Im Cockpit fällt zunächst der riesige Touchscreen in der Mitte auf. Diesen 12-Zoll-Monitor besitzt der E-Transit sogar schon in der Basisvariante serienmäßig – sehr ungewöhnlich für ein Nutzfahrzeug. Auf dem Display läuft (bei der gefahrenen Trend-Ausstattung) eine recht gut funktionierende Navigation. Und beim Einlegen des Rückwärtsgangs werden die Bilder der Außenkameras gezeigt. Ebenfalls über den Monitor gewählt werden die drei Fahrmodi Normal, Eco und – nein, nicht Sport, sondern Slippery. Serienmäßig sind zudem eine Klimaautomatik, Sitzheizung und eine beheizte Frontscheibe.
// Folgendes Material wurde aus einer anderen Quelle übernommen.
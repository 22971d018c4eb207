//! Account session commands.
//!
//! - `deposit <amount>`
//! - `withdraw <amount>`
//! - `request <amount>` (loan)
//! - `query`
//! - `close`

use crate::error::BankError;
use crate::handlers::render::{balance_line, money};
use crate::handlers::{CommandResult, Flow, Reply, expect_args, parse_amount};
use crate::services::bank::Bank;

/// Run one command for the account session of `holder`.
pub fn handle(bank: &mut Bank, holder: &str, command: &str, parts: &[&str]) -> (CommandResult, Flow) {
    if command == "close" {
        return (
            Ok(Reply::text(format!("Transaction for {holder} closed"))),
            Flow::Close,
        );
    }

    let result = match command {
        "deposit" => deposit(bank, holder, parts),
        "withdraw" => withdraw(bank, holder, parts),
        "request" => request(bank, holder, parts),
        "query" => query(bank, holder, parts),
        _ => Err(BankError::InvalidCommand(format!(
            "Unknown command: {}",
            parts.join(" ")
        ))),
    };
    (result, Flow::Stay)
}

fn deposit(bank: &mut Bank, holder: &str, parts: &[&str]) -> CommandResult {
    expect_args(parts, 2, "deposit <amount>")?;
    let amount = parse_amount(parts[1])?;
    let balance = bank.deposit(holder, amount)?;

    Ok(Reply::text(format!(
        "{}$ deposited; current balance {}$",
        money(amount),
        money(balance)
    )))
}

fn withdraw(bank: &mut Bank, holder: &str, parts: &[&str]) -> CommandResult {
    expect_args(parts, 2, "withdraw <amount>")?;
    let amount = parse_amount(parts[1])?;
    let balance = bank.withdraw(holder, amount)?;

    Ok(Reply::text(format!(
        "{}$ withdrawn; current balance {}$",
        money(amount),
        money(balance)
    )))
}

fn request(bank: &mut Bank, holder: &str, parts: &[&str]) -> CommandResult {
    expect_args(parts, 2, "request <amount>")?;
    let amount = parse_amount(parts[1])?;
    let loan = bank.request_loan(holder, amount)?;

    Ok(Reply::text(format!(
        "Loan request successful, sent for approval (yearly interest {}$)",
        money(loan.interest())
    ))
    .with_data(&loan))
}

fn query(bank: &Bank, holder: &str, parts: &[&str]) -> CommandResult {
    expect_args(parts, 1, "query")?;
    let report = bank.query_balance(holder)?;

    Ok(Reply::text(format!("Current {}", balance_line(&report))).with_data(&report))
}

#[cfg(test)]
mod tests {
    use super::*;
    use crate::models::account::AccountKind;
    use rust_decimal_macros::dec;

    fn bank_with_alice() -> Bank {
        let mut bank = Bank::default();
        bank.create_account("Alice", AccountKind::Savings, dec!(5000))
            .unwrap();
        bank
    }

    #[test]
    fn test_deposit_and_withdraw() {
        let mut bank = bank_with_alice();

        let (result, flow) = handle(&mut bank, "Alice", "deposit", &["deposit", "2,500"]);
        assert_eq!(flow, Flow::Stay);
        assert_eq!(
            result.unwrap().message,
            "2500$ deposited; current balance 7500$"
        );

        let (result, _) = handle(&mut bank, "Alice", "withdraw", &["withdraw", "500"]);
        assert_eq!(
            result.unwrap().message,
            "500$ withdrawn; current balance 7000$"
        );
    }

    #[test]
    fn test_declined_withdrawal() {
        let mut bank = bank_with_alice();

        let (result, _) = handle(&mut bank, "Alice", "withdraw", &["withdraw", "4500"]);
        assert_eq!(
            result.unwrap_err().to_string(),
            "Invalid transaction: withdraw declined for Alice"
        );
    }

    #[test]
    fn test_request_and_query_with_loan() {
        let mut bank = bank_with_alice();

        let (result, _) = handle(&mut bank, "Alice", "request", &["request", "2000"]);
        assert_eq!(
            result.unwrap().message,
            "Loan request successful, sent for approval (yearly interest 200$)"
        );
        bank.approve_loans().unwrap();

        let (result, _) = handle(&mut bank, "Alice", "query", &["query"]);
        assert_eq!(
            result.unwrap().message,
            "Current Balance 7000$, loan 2000$"
        );
    }

    #[test]
    fn test_malformed_arguments() {
        let mut bank = bank_with_alice();

        let (result, _) = handle(&mut bank, "Alice", "deposit", &["deposit"]);
        assert!(matches!(result, Err(BankError::InvalidCommand(_))));

        let (result, _) = handle(&mut bank, "Alice", "deposit", &["deposit", "1.2.3"]);
        assert!(matches!(result, Err(BankError::InvalidAmount(_))));
        assert_eq!(bank.query_balance("Alice").unwrap().balance, dec!(5000));
    }

    #[test]
    fn test_close() {
        let mut bank = bank_with_alice();
        let (result, flow) = handle(&mut bank, "Alice", "close", &["close"]);
        assert_eq!(flow, Flow::Close);
        assert_eq!(result.unwrap().message, "Transaction for Alice closed");
    }
}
Wir starten den Antrieb per Knopfdruck und aktivieren über einen Drehknopf den D-Modus. Aber schon bevor wir losfahren, fällt das leichte Summen des E-Transit auf: Das ganze Armaturenbrett und sogar der Sitz vibriert. Chefingenieur Andrew Mottram, ein gemütlicher, geduldiger Mann, der uns auch nach 20 Fragen noch jede weitere beantwortet, erklärt uns, woran das liegt: Der E-Transit hat kein elektromechanisches, sondern ein elektrohydraulisches Bremssystem. Also braucht er eine Hydraulikpumpe, und nach einem Kaltstart muss die Pumpe erst Druck aufbauen – und diese Vibrationen hört und spürt man.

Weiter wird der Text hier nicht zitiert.